1673. Pickled Eggs
If the following pickle were generally known, it would be more generally used. It is an excellent pickle to be eaten with cold meat, &c. The eggs should be boiled hard (say ten minutes), and then divested of their shells; when
quite cold
put them in jars, and pour over them vinegar (sufficient to quite
cover
them), in which has been previously boiled the usual spices for pickling; tie the jars down tight with bladder, and keep them till they begin to change colour.

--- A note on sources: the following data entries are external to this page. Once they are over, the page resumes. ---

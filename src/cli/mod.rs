pub mod dispatcher;
pub mod main_types;

pub use dispatcher::Dispatcher;
pub use main_types::Cli;
use crate::error::{ContribError, Result};
use crate::model::DateWindow;
use chrono::{DateTime, Duration as ChronoDuration, NaiveDate};
use serde::{Deserialize, Deserializer};
use std::collections::BTreeMap;
use std::path::{Path, PathBuf};
use std::time::Duration;

pub const MIN_GRAPH_WIDTH: u32 = 200;
pub const MIN_GRAPH_HEIGHT: u32 = 150;
const DEFAULT_WINDOW_DAYS: i64 = 365;

#[derive(Debug, Clone, PartialEq, Eq, Deserialize)]
#[serde(default, deny_unknown_fields)]
pub struct RepositoryConfig {
    pub roots: Vec<PathBuf>,
    pub excluded_paths: Vec<String>,
    pub min_depth: usize,
    pub max_depth: usize,
}

impl Default for RepositoryConfig {
    fn default() -> Self {
        Self {
            roots: Vec::new(),
            excluded_paths: Vec::new(),
            min_depth: 0,
            max_depth: 1,
        }
    }
}

#[derive(Debug, Clone, Default, PartialEq, Eq, Deserialize)]
#[serde(default, deny_unknown_fields)]
pub struct AuthorConfig {
    pub aliases: BTreeMap<String, String>,
    pub excluded: Vec<String>,
}

#[derive(Debug, Clone, PartialEq, Eq, Deserialize)]
#[serde(default, deny_unknown_fields)]
pub struct ReportConfig {
    pub output_dir: PathBuf,
    pub top_n_contributors: usize,
    pub graph_width: u32,
    pub graph_height: u32,
    pub graph_title: String,
}

impl Default for ReportConfig {
    fn default() -> Self {
        Self {
            output_dir: PathBuf::from("reports"),
            top_n_contributors: 20,
            graph_width: 1500,
            graph_height: 800,
            graph_title: "Monthly Contribution Activity by Top Contributors".to_string(),
        }
    }
}

/// How per-commit line statistics are obtained from git.
#[derive(Debug, Clone, Copy, Default, PartialEq, Eq, Deserialize, clap::ValueEnum)]
#[serde(rename_all = "kebab-case")]
pub enum StatsMode {
    /// One `git log --numstat` per repository
    #[default]
    Batched,
    /// One `git show --numstat` per commit
    PerCommit,
}

#[derive(Debug, Clone, PartialEq, Eq, Deserialize)]
#[serde(default, deny_unknown_fields)]
pub struct GitConfig {
    pub program: String,
    #[serde(deserialize_with = "deserialize_duration")]
    pub timeout: Duration,
    pub stats_mode: StatsMode,
    pub include_merges: bool,
    pub jobs: Option<usize>,
}

impl Default for GitConfig {
    fn default() -> Self {
        Self {
            program: "git".to_string(),
            timeout: Duration::from_secs(60),
            stats_mode: StatsMode::default(),
            include_merges: true,
            jobs: None,
        }
    }
}

impl GitConfig {
    pub fn jobs(&self) -> usize {
        self.jobs.unwrap_or_else(|| {
            std::thread::available_parallelism()
                .map(|n| n.get())
                .unwrap_or(1)
        })
    }
}

fn deserialize_duration<'de, D>(deserializer: D) -> std::result::Result<Duration, D::Error>
where
    D: Deserializer<'de>,
{
    let raw = String::deserialize(deserializer)?;
    humantime::parse_duration(&raw).map_err(serde::de::Error::custom)
}

/// Configuration as written in a JSON file, before dates are resolved.
#[derive(Debug, Clone, Default, PartialEq, Eq, Deserialize)]
#[serde(default, deny_unknown_fields)]
pub struct FileConfig {
    pub since: Option<String>,
    pub until: Option<String>,
    pub repositories: RepositoryConfig,
    pub authors: AuthorConfig,
    pub report: ReportConfig,
    pub git: GitConfig,
}

impl FileConfig {
    /// Read a JSON config file. Relative repository roots resolve against the file's directory.
    pub fn load<P: AsRef<Path>>(path: P) -> Result<Self> {
        let path = path.as_ref();
        let raw = std::fs::read_to_string(path)?;
        let mut config: FileConfig = serde_json::from_str(&raw)?;
        if let Some(base) = path.parent() {
            for root in config.repositories.roots.iter_mut() {
                if root.is_relative() {
                    *root = base.join(&*root);
                }
            }
        }
        Ok(config)
    }

    pub fn resolve(self, today: NaiveDate) -> Result<AnalyzerConfig> {
        let until = match self.until.as_deref() {
            Some(u) => parse_date(u, today)?,
            None => today,
        };
        let since = match self.since.as_deref() {
            Some(s) => parse_date(s, today)?,
            None => until - ChronoDuration::days(DEFAULT_WINDOW_DAYS),
        };
        let config = AnalyzerConfig {
            window: DateWindow::new(since, until)?,
            repositories: self.repositories,
            authors: self.authors,
            report: self.report,
            git: self.git,
        };
        config.validate()?;
        Ok(config)
    }
}

#[derive(Debug, Clone)]
pub struct AnalyzerConfig {
    pub window: DateWindow,
    pub repositories: RepositoryConfig,
    pub authors: AuthorConfig,
    pub report: ReportConfig,
    pub git: GitConfig,
}

impl AnalyzerConfig {
    pub fn validate(&self) -> Result<()> {
        let repos = &self.repositories;
        if repos.min_depth > repos.max_depth {
            return Err(ContribError::Config(format!(
                "min_depth ({}) is greater than max_depth ({})",
                repos.min_depth, repos.max_depth
            )));
        }
        if self.report.graph_width < MIN_GRAPH_WIDTH || self.report.graph_height < MIN_GRAPH_HEIGHT {
            return Err(ContribError::Config(format!(
                "graph must be at least {MIN_GRAPH_WIDTH}x{MIN_GRAPH_HEIGHT} pixels, got {}x{}",
                self.report.graph_width, self.report.graph_height
            )));
        }
        if self.git.jobs == Some(0) {
            return Err(ContribError::Config("jobs must be at least 1".to_string()));
        }
        if self.git.timeout.is_zero() {
            return Err(ContribError::Config("git timeout must be non-zero".to_string()));
        }
        Ok(())
    }
}

/// Parse a calendar date: `YYYY-MM-DD`, RFC3339, or `N days|weeks|months ago` relative to `today`.
pub fn parse_date(input: &str, today: NaiveDate) -> Result<NaiveDate> {
    let trimmed = input.trim();

    if let Ok(date) = NaiveDate::parse_from_str(trimmed, "%Y-%m-%d") {
        return Ok(date);
    }

    if let Ok(dt) = DateTime::parse_from_rfc3339(trimmed) {
        return Ok(dt.date_naive());
    }

    if let Some(days) = parse_relative_days(trimmed) {
        return today
            .checked_sub_signed(ChronoDuration::days(days))
            .ok_or_else(|| ContribError::InvalidDate(format!("Duration overflow for '{input}'")));
    }

    Err(ContribError::InvalidDate(format!(
        "'{input}' is not YYYY-MM-DD, RFC3339, or 'N days/weeks/months ago'"
    )))
}

fn parse_relative_days(input: &str) -> Option<i64> {
    let input = input.to_lowercase();

    for (suffix, factor) in [
        (" days ago", 1),
        (" day ago", 1),
        (" weeks ago", 7),
        (" week ago", 7),
        (" months ago", 30),
        (" month ago", 30),
    ] {
        if let Some(n) = input.strip_suffix(suffix) {
            if let Ok(n) = n.trim().parse::<i64>() {
                return n.checked_mul(factor);
            }
        }
    }

    None
}

#[cfg(test)]
mod tests {
    use super::*;

    fn day(y: i32, m: u32, d: u32) -> NaiveDate {
        NaiveDate::from_ymd_opt(y, m, d).unwrap()
    }

    #[test]
    fn parses_supported_date_forms() {
        let today = day(2024, 3, 31);
        assert_eq!(parse_date("2024-01-05", today).unwrap(), day(2024, 1, 5));
        assert_eq!(parse_date("2024-01-05T23:10:00+02:00", today).unwrap(), day(2024, 1, 5));
        assert_eq!(parse_date("10 days ago", today).unwrap(), day(2024, 3, 21));
        assert_eq!(parse_date("2 weeks ago", today).unwrap(), day(2024, 3, 17));
        assert_eq!(parse_date("1 month ago", today).unwrap(), day(2024, 3, 1));
        assert!(parse_date("last tuesday", today).is_err());
    }

    #[test]
    fn resolve_defaults_to_one_year_window() {
        let config = FileConfig::default().resolve(day(2024, 12, 31)).unwrap();
        assert_eq!(config.window.until, day(2024, 12, 31));
        assert_eq!(config.window.since, day(2024, 1, 1));
        assert_eq!(config.repositories.max_depth, 1);
    }

    #[test]
    fn rejects_inverted_depth_bounds() {
        let mut file = FileConfig::default();
        file.repositories.min_depth = 3;
        file.repositories.max_depth = 2;
        assert!(matches!(file.resolve(day(2024, 1, 1)), Err(ContribError::Config(_))));
    }

    #[test]
    fn rejects_inverted_window() {
        let file = FileConfig {
            since: Some("2024-02-01".into()),
            until: Some("2024-01-01".into()),
            ..Default::default()
        };
        assert!(matches!(file.resolve(day(2024, 3, 1)), Err(ContribError::InvalidDate(_))));
    }

    #[test]
    fn file_config_parses_json() {
        let json = r#"{
            "since": "2024-01-01",
            "repositories": { "roots": ["/srv/src"], "max_depth": 3 },
            "authors": { "aliases": { "Alice": "alice.smith" }, "excluded": ["ci"] },
            "git": { "timeout": "2m", "stats_mode": "per-commit" }
        }"#;
        let config: FileConfig = serde_json::from_str(json).unwrap();
        assert_eq!(config.repositories.max_depth, 3);
        assert_eq!(config.repositories.min_depth, 0);
        assert_eq!(config.git.timeout, Duration::from_secs(120));
        assert_eq!(config.git.stats_mode, StatsMode::PerCommit);
        assert!(config.git.include_merges);
        assert_eq!(config.report.top_n_contributors, 20);
    }
}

1674. Pickling, Mems. relating to
Do not keep pickles in common earthenware, as the glazing contains lead, and combines with the vinegar. Vinegar for pickling should be sharp, though not the sharpest kind, as it injures the pickles. If you use copper, bell-metal, or brass vessels for pickling, never allow the vinegar to cool in them, as it then is poisonous. Vinegar may be prepared ready for use for any kind of pickling by adding a teaspoonful of alum and a teacupful of salt to three gallons of vinegar, with a bag containing pepper, ginger root, and all the different spices that are used in pickling. Keep pickles only in wood or stone ware. Anything that has held grease will spoil pickles. Stir pickles occasionally, and if there are soft ones take them out, and scald the vinegar, and pour it hot over the pickles. Keep enough vinegar in every jar to cover the pickles completely. If it is weak, take fresh vinegar and pour on hot. Do not boil vinegar or spice above five minutes.